[[ SUPPLIED RECORDS open ]]
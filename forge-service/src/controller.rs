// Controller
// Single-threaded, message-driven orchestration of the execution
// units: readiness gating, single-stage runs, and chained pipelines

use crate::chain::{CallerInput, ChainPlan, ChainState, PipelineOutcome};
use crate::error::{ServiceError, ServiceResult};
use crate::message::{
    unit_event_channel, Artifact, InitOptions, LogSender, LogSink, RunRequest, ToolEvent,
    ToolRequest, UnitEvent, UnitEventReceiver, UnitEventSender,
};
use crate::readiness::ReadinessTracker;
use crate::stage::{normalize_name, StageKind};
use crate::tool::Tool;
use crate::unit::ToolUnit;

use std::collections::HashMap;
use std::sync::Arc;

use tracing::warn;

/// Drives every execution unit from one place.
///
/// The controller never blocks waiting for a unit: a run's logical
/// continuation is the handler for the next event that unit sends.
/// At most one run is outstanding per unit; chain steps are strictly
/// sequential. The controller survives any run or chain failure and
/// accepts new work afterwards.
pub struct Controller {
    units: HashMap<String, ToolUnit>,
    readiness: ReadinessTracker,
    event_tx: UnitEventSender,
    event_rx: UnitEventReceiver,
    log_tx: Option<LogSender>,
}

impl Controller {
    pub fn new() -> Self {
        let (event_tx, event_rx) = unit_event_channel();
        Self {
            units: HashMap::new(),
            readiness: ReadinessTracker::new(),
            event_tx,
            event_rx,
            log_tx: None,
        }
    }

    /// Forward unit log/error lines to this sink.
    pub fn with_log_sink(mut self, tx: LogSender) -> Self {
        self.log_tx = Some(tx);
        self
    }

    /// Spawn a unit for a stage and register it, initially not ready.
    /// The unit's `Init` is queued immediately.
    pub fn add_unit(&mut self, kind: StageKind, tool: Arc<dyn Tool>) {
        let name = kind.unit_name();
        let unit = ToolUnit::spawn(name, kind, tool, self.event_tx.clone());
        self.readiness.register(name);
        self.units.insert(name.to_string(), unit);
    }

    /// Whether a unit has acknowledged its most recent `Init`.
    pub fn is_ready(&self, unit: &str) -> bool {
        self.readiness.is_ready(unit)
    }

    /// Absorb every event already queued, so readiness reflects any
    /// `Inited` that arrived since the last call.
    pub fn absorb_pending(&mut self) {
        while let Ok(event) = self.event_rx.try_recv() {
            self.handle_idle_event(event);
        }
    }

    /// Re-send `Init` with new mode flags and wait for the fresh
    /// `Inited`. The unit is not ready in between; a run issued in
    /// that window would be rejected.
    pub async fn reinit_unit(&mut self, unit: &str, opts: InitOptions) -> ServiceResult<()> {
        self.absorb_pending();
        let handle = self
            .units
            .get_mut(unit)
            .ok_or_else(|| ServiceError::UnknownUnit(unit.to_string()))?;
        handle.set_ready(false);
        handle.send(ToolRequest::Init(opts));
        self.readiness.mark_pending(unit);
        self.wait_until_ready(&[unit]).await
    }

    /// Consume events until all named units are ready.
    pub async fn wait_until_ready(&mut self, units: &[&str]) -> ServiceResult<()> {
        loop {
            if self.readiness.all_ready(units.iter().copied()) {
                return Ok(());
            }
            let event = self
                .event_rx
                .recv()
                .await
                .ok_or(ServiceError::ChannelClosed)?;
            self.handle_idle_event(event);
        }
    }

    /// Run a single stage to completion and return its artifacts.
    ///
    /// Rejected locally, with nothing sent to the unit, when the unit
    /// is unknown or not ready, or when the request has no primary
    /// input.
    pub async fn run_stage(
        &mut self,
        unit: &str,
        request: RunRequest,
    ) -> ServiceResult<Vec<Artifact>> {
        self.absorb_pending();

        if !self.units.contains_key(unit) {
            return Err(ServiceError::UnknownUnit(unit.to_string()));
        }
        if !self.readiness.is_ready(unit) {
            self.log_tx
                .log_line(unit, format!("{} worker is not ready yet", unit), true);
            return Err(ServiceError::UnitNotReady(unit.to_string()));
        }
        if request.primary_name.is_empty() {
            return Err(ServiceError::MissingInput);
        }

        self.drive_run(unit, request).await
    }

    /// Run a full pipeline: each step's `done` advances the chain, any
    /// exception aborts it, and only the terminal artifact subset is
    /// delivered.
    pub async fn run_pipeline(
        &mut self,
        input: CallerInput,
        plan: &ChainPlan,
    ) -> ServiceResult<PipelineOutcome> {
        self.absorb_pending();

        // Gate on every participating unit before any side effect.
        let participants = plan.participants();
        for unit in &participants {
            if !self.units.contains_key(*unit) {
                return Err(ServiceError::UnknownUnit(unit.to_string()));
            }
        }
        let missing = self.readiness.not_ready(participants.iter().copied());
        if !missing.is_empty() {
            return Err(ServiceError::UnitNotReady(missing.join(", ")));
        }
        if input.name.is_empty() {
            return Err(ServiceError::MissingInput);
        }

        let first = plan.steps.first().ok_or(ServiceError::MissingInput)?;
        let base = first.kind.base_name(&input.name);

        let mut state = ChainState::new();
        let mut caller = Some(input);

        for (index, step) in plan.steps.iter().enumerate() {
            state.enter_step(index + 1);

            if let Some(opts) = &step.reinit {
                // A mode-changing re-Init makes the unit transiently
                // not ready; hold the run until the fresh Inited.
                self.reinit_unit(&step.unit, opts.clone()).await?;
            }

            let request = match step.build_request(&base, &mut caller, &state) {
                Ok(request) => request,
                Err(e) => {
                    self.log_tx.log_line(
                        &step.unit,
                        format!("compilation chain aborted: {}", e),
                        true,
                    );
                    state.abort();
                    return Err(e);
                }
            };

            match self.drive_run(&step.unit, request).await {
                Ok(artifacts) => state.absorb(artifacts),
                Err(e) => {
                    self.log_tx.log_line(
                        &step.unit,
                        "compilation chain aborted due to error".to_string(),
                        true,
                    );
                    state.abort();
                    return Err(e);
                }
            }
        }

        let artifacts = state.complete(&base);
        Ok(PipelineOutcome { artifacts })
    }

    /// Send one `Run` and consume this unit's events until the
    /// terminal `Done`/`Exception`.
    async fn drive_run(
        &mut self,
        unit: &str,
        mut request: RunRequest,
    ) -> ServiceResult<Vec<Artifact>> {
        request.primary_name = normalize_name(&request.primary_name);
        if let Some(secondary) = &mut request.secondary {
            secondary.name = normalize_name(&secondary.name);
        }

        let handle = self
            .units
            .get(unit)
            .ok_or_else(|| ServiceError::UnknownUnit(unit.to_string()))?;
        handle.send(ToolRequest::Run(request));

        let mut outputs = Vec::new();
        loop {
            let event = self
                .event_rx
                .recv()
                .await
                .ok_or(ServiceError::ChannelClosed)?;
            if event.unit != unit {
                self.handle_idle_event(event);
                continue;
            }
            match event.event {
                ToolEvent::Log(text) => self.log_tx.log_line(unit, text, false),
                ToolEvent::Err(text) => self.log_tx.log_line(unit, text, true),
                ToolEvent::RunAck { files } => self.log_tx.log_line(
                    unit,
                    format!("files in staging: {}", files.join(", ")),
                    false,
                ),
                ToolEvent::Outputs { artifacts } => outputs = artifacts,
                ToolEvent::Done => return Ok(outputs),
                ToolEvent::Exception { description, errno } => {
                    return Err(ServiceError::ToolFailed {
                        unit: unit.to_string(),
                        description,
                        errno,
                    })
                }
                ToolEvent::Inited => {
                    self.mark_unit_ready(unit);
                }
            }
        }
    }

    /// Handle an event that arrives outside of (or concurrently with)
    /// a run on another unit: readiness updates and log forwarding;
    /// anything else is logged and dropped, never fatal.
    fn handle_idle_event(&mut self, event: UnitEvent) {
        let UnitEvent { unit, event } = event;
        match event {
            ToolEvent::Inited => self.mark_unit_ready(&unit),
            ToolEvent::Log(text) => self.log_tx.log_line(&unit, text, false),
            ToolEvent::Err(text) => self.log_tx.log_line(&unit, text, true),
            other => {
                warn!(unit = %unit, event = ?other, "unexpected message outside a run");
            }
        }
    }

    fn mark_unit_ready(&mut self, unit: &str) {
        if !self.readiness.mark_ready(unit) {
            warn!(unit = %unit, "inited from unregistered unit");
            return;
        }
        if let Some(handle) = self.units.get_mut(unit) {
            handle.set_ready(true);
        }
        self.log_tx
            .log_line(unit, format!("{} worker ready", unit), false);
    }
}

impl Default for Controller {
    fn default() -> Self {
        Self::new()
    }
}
[[ SUPPLIED RECORDS closed ]]
[[ SUPPLIED RECORDS open ]]
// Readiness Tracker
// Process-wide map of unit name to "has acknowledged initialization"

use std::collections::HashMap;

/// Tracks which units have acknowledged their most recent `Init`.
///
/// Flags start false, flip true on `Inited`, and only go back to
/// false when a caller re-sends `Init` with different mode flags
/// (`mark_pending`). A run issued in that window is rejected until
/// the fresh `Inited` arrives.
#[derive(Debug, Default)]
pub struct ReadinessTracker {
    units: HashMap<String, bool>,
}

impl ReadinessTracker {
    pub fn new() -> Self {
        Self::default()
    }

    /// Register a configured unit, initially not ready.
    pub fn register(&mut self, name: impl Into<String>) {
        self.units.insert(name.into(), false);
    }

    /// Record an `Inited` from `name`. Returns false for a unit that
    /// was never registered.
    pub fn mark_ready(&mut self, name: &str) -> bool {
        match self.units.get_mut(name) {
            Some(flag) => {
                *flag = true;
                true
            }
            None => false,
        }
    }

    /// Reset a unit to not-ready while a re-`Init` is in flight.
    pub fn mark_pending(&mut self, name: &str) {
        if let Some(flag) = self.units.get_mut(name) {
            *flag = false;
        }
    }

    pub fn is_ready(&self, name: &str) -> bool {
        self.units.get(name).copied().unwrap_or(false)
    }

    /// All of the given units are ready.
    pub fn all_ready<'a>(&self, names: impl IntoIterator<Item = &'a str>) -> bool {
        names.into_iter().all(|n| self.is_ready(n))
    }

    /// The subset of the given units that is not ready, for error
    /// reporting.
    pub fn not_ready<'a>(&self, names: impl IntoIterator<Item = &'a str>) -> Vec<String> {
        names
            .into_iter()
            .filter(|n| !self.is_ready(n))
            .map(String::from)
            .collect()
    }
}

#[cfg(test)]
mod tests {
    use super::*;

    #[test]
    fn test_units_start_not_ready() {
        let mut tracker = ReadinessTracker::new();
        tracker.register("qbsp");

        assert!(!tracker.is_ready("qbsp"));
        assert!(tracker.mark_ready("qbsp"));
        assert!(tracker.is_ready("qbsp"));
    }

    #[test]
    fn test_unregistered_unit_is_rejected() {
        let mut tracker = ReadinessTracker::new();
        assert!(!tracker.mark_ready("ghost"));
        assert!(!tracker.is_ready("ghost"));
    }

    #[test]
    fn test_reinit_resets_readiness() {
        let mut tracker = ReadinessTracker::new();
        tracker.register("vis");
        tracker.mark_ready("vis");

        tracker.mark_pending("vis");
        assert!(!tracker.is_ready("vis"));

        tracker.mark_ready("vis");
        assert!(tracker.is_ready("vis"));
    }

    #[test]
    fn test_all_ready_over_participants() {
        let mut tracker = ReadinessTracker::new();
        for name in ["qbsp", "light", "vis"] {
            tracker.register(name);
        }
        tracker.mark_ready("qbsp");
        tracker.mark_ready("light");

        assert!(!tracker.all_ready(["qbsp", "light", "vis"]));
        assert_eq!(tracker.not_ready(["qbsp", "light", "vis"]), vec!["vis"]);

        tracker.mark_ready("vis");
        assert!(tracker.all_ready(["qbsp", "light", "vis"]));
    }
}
[[ SUPPLIED RECORDS closed ]]
List, from the entries above, every line in which the word "compilation" shows up.

                        format!("compilation chain aborted: {}", e),
                        "compilation chain aborted due to error".to_string(),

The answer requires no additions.